SUMÁRIO
A presente edição do Boletim Mensal de Impactos em Atividades Estratégicas para o Brasil, elaborado pelo Centro Nacional de Monitoramento e Alertas de Desastres Naturais (Cemaden), unidade de pesquisa do Ministério de Ciência, Tecnologia, Inovação e Comunicações (MCTIC), apresenta os cenários mais prováveis de impactos de eventos extremos em diferentes setores produtivos do Brasil. Isso inclui o diagnóstico (Março/2020) e projeção (Abril/2020) do Índice Integrado de Seca (IIS) para todo o Brasil, avaliação dos impactos da seca na agricultura familiar de sequeiro e previsão de impactos nos recursos hídricos para o trimestre abril-maio-junho de 2020 (AMJ 2020). Em particular, são abordadas a situação atual e as projeções de vazões afluentes aos reservatórios do Sistema Cantareira, Três Marias e Serra da Mesa, bem como o cenário esperado para o volume armazenado da Bacia do Rio Amazonas na região Norte do país, no decorrer do referido trimestre.
A situação de armazenamento no Sistema Cantareira em 31 de março de 2020 (64,4%) é melhor quando comparada à situação de 31 de março de 2019 (55,2%). Em um cenário hipotético de chuvas na média climatológica, o modelo hidrológico projeta uma média de vazão afluente, aproximadamente, de 75% em relação à Média de Longo Termo (MLT[1]) no trimestre AMJ. Considerando este mesmo cenário hipotético de chuvas, o armazenamento no final de junho de 2020 poderá atingir 59%, situação semelhante ao mesmo período do ano anterior (55% de armazenamento). Para as bacias afluentes aos reservatórios de Três Marias e Serra da Mesa, o modelo hidrológico projeta uma média de vazão em torno de 104% e 111% da MLT, respectivamente, situação mais otimista em comparação ao trimestre AMJ de 2019 (73% e 91% da MLT, respectivamente).
[1] A sigla MLT significa Média de Longo Termo ou, em outras palavras, média que representa a situação observada por longo período, geralmente igual ou maior que 30 anos.
O IIS observado no mês de março aponta para a intensificação da seca na Região Sul do país e no Estado do Mato Grosso do Sul, variando de moderada à extrema. O cenário do IIS para o mês de abril, considerando chuva 30% abaixo da média, indica intensificação das condições de seca em toda a região Sul e no estado do Mato Grosso do Sul, enquanto o cenário do IIS para o mês de abril considerando chuva 30% acima da média aponta para uma atenuação das condições de seca em grande parte do país.
Na Bacia do Rio Amazonas, o rio Madeira (Porto Velho) entrou em seu período de vazante.
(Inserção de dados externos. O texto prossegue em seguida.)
//! Session state machine using rust-fsm.
//!
//! This module defines an explicit finite state machine for the client
//! session, replacing implicit state derivation from storage checks.
//!
//! ## State Diagram
//!
//! ```text
//! ┌─────────────────┐
//! │    Restoring    │ (initial: startup reconciliation in progress)
//! └────────┬────────┘
//!          │ LocalProfileFound / RemoteProfileFound
//!          │                     NothingRestored
//!          ▼                           ▼
//! ┌─────────────────┐          ┌─────────────────┐
//! │    SignedIn     │◄─────────│    SignedOut    │
//! └────────┬────────┘  Login-  └─────────────────┘
//!          │           Succeeded        ▲
//!          │ (via LoggingIn)            │ LoginFailed
//!          │                            │
//!          │ LogoutRequested            │
//!          ▼                            │
//! ┌─────────────────┐  LogoutFinished   │
//! │   LoggingOut    │ ──────────────────┘
//! └─────────────────┘
//!
//! SignedIn additionally accepts:
//!   RemoteSignedOut   => SignedOut   (session revoked elsewhere)
//!   RemoteUserChanged => SignedIn    (profile refetched)
//! ```

use hub_types::{SessionSnapshot, UserProfile};
use rust_fsm::*;
use serde::{Deserialize, Serialize};

// Define the FSM using rust-fsm's declarative macro.
// This generates a module `session_machine` with:
// - session_machine::State (enum)
// - session_machine::Input (enum)
// - session_machine::StateMachine (type alias)
state_machine! {
    #[derive(Debug, Clone, PartialEq, Eq)]
    pub session_machine(Restoring)

    Restoring => {
        // Persisted slot parsed; trusted without a remote round trip
        LocalProfileFound => SignedIn,
        // Slot empty/corrupt but the remote session resolved to a profile
        RemoteProfileFound => SignedIn,
        // Neither source produced a session
        NothingRestored => SignedOut
    },
    SignedOut => {
        LoginAttempt => LoggingIn
    },
    LoggingIn => {
        LoginSucceeded => SignedIn,
        LoginFailed => SignedOut
    },
    SignedIn => {
        LogoutRequested => LoggingOut,
        // Revocation pushed by the remote session service
        RemoteSignedOut => SignedOut,
        // Remote session re-established, possibly as a different user
        RemoteUserChanged => SignedIn
    },
    LoggingOut => {
        LogoutFinished => SignedOut
    }
}

// Re-export the generated types with clearer names
pub use session_machine::Input as SessionMachineInput;
pub use session_machine::State as SessionMachineState;
pub use session_machine::StateMachine as SessionMachine;

/// User-friendly session state for external consumption.
#[derive(Debug, Clone, Copy, PartialEq, Eq, Serialize, Deserialize)]
#[serde(rename_all = "snake_case")]
pub enum SessionState {
    /// Startup reconciliation in progress.
    Restoring,
    /// No current session.
    SignedOut,
    /// Login in flight.
    LoggingIn,
    /// Authenticated with a current profile.
    SignedIn,
    /// Logout in flight.
    LoggingOut,
}

impl SessionState {
    /// Returns true if the user has a valid session (SignedIn state only).
    pub fn is_authenticated(&self) -> bool {
        matches!(self, SessionState::SignedIn)
    }

    /// Returns true if the state is a transient/in-progress state.
    pub fn is_loading(&self) -> bool {
        matches!(
            self,
            SessionState::Restoring | SessionState::LoggingIn | SessionState::LoggingOut
        )
    }

    /// Build the consumer-facing snapshot for this state.
    ///
    /// Only `SignedIn` carries a user; every other state maps to
    /// `(false, None, is_loading)`, which keeps the illegal snapshot
    /// combinations unreachable.
    pub fn snapshot(&self, user: Option<&UserProfile>) -> SessionSnapshot {
        match self {
            SessionState::SignedIn => SessionSnapshot {
                is_authenticated: true,
                user: user.cloned(),
                is_loading: false,
            },
            other => SessionSnapshot {
                is_authenticated: false,
                user: None,
                is_loading: other.is_loading(),
            },
        }
    }
}

impl From<&SessionMachineState> for SessionState {
    fn from(state: &SessionMachineState) -> Self {
        match state {
            SessionMachineState::Restoring => SessionState::Restoring,
            SessionMachineState::SignedOut => SessionState::SignedOut,
            SessionMachineState::LoggingIn => SessionState::LoggingIn,
            SessionMachineState::SignedIn => SessionState::SignedIn,
            SessionMachineState::LoggingOut => SessionState::LoggingOut,
        }
    }
}

/// Payload for session state change notifications.
#[derive(Debug, Clone, Serialize, Deserialize)]
pub struct SessionChangedPayload {
    /// Current session state.
    pub state: SessionState,
    /// Consumer-facing snapshot at the time of the change.
    pub snapshot: SessionSnapshot,
}

#[cfg(test)]
mod tests {
    use super::*;
    use hub_types::Role;

    fn sample_profile() -> UserProfile {
        UserProfile {
            id: "u-1".to_string(),
            name: "Test".to_string(),
            email: "t@anvik-soft.com".to_string(),
            role: Role::Employee,
            department: String::new(),
            position: String::new(),
            avatar_url: String::new(),
        }
    }

    #[test]
    fn test_initial_state_is_restoring() {
        let machine = SessionMachine::new();
        assert_eq!(*machine.state(), SessionMachineState::Restoring);
    }

    #[test]
    fn test_restore_local_fast_path() {
        let mut machine = SessionMachine::new();

        machine
            .consume(&SessionMachineInput::LocalProfileFound)
            .unwrap();
        assert_eq!(*machine.state(), SessionMachineState::SignedIn);
    }

    #[test]
    fn test_restore_remote_fallback() {
        let mut machine = SessionMachine::new();

        machine
            .consume(&SessionMachineInput::RemoteProfileFound)
            .unwrap();
        assert_eq!(*machine.state(), SessionMachineState::SignedIn);
    }

    #[test]
    fn test_restore_settles_signed_out() {
        let mut machine = SessionMachine::new();

        machine
            .consume(&SessionMachineInput::NothingRestored)
            .unwrap();
        assert_eq!(*machine.state(), SessionMachineState::SignedOut);
    }

    #[test]
    fn test_login_flow() {
        let mut machine = SessionMachine::new();
        machine
            .consume(&SessionMachineInput::NothingRestored)
            .unwrap();

        let result = machine.consume(&SessionMachineInput::LoginAttempt);
        assert!(result.is_ok());
        assert_eq!(*machine.state(), SessionMachineState::LoggingIn);

        let result = machine.consume(&SessionMachineInput::LoginSucceeded);
        assert!(result.is_ok());
        assert_eq!(*machine.state(), SessionMachineState::SignedIn);
    }

    #[test]
    fn test_login_failure_returns_to_signed_out() {
        let mut machine = SessionMachine::new();
        machine
            .consume(&SessionMachineInput::NothingRestored)
            .unwrap();

        machine.consume(&SessionMachineInput::LoginAttempt).unwrap();
        machine.consume(&SessionMachineInput::LoginFailed).unwrap();
        assert_eq!(*machine.state(), SessionMachineState::SignedOut);
    }

    #[test]
    fn test_logout_flow() {
        let mut machine = SessionMachine::new();
        machine
            .consume(&SessionMachineInput::LocalProfileFound)
            .unwrap();

        machine
            .consume(&SessionMachineInput::LogoutRequested)
            .unwrap();
        assert_eq!(*machine.state(), SessionMachineState::LoggingOut);

        machine
            .consume(&SessionMachineInput::LogoutFinished)
            .unwrap();
        assert_eq!(*machine.state(), SessionMachineState::SignedOut);
    }

    #[test]
    fn test_remote_revocation() {
        let mut machine = SessionMachine::new();
        machine
            .consume(&SessionMachineInput::LocalProfileFound)
            .unwrap();

        machine
            .consume(&SessionMachineInput::RemoteSignedOut)
            .unwrap();
        assert_eq!(*machine.state(), SessionMachineState::SignedOut);
    }

    #[test]
    fn test_remote_user_change_keeps_signed_in() {
        let mut machine = SessionMachine::new();
        machine
            .consume(&SessionMachineInput::LocalProfileFound)
            .unwrap();

        machine
            .consume(&SessionMachineInput::RemoteUserChanged)
            .unwrap();
        assert_eq!(*machine.state(), SessionMachineState::SignedIn);
    }

    #[test]
    fn test_cannot_login_before_reconciliation_settles() {
        let mut machine = SessionMachine::new();

        let result = machine.consume(&SessionMachineInput::LoginAttempt);
        assert!(result.is_err());
    }

    #[test]
    fn test_invalid_transition_returns_error() {
        let mut machine = SessionMachine::new();
        machine
            .consume(&SessionMachineInput::NothingRestored)
            .unwrap();

        // Can't logout when signed out
        let result = machine.consume(&SessionMachineInput::LogoutRequested);
        assert!(result.is_err());

        // Can't claim LoginSucceeded without a LoginAttempt
        let result = machine.consume(&SessionMachineInput::LoginSucceeded);
        assert!(result.is_err());

        // A remote sign-in event is not a valid way to become authenticated
        let result = machine.consume(&SessionMachineInput::RemoteUserChanged);
        assert!(result.is_err());
    }

    #[test]
    fn test_session_state_conversion() {
        assert_eq!(
            SessionState::from(&SessionMachineState::Restoring),
            SessionState::Restoring
        );
        assert_eq!(
            SessionState::from(&SessionMachineState::SignedOut),
            SessionState::SignedOut
        );
        assert_eq!(
            SessionState::from(&SessionMachineState::LoggingIn),
            SessionState::LoggingIn
        );
        assert_eq!(
            SessionState::from(&SessionMachineState::SignedIn),
            SessionState::SignedIn
        );
        assert_eq!(
            SessionState::from(&SessionMachineState::LoggingOut),
            SessionState::LoggingOut
        );
    }

    #[test]
    fn test_session_state_is_authenticated() {
        assert!(!SessionState::Restoring.is_authenticated());
        assert!(!SessionState::SignedOut.is_authenticated());
        assert!(!SessionState::LoggingIn.is_authenticated());
        assert!(SessionState::SignedIn.is_authenticated());
        assert!(!SessionState::LoggingOut.is_authenticated());
    }

    #[test]
    fn test_session_state_is_loading() {
        assert!(SessionState::Restoring.is_loading());
        assert!(!SessionState::SignedOut.is_loading());
        assert!(SessionState::LoggingIn.is_loading());
        assert!(!SessionState::SignedIn.is_loading());
        assert!(SessionState::LoggingOut.is_loading());
    }

    #[test]
    fn test_snapshot_legal_combinations_only() {
        let profile = sample_profile();

        // Settled authenticated
        let snapshot = SessionState::SignedIn.snapshot(Some(&profile));
        assert!(snapshot.is_authenticated && snapshot.user.is_some() && !snapshot.is_loading);

        // Settled unauthenticated
        let snapshot = SessionState::SignedOut.snapshot(None);
        assert!(!snapshot.is_authenticated && snapshot.user.is_none() && !snapshot.is_loading);

        // Transient states never expose a user even if one is passed
        for state in [
            SessionState::Restoring,
            SessionState::LoggingIn,
            SessionState::LoggingOut,
        ] {
            let snapshot = state.snapshot(Some(&profile));
            assert!(!snapshot.is_authenticated);
            assert!(snapshot.user.is_none());
            assert!(snapshot.is_loading);
        }
    }
}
Os Rios Solimões e Negro estão com tendência de vazões acima do normal para meados do final de maio.
IMPACTOS EM HIDROLOGIA
Evolução do Armazenamento no Sistema Cantareira
O Sistema Cantareira – sistema que abastece parte da região metropolitana de São Paulo – atingiu 64,4% de seu volume útil em 31 de março de 2020 (Figura 1), valor superior ao observado no mesmo período de 2019 (55,2%). No mês de março, a precipitação foi 96,4 mm, o que corresponde a 54% da climatologia. A média de vazão afluente aos reservatórios do Sistema Cantareira foi de 42,3 m³/s, representando 71% da média histórica do mês.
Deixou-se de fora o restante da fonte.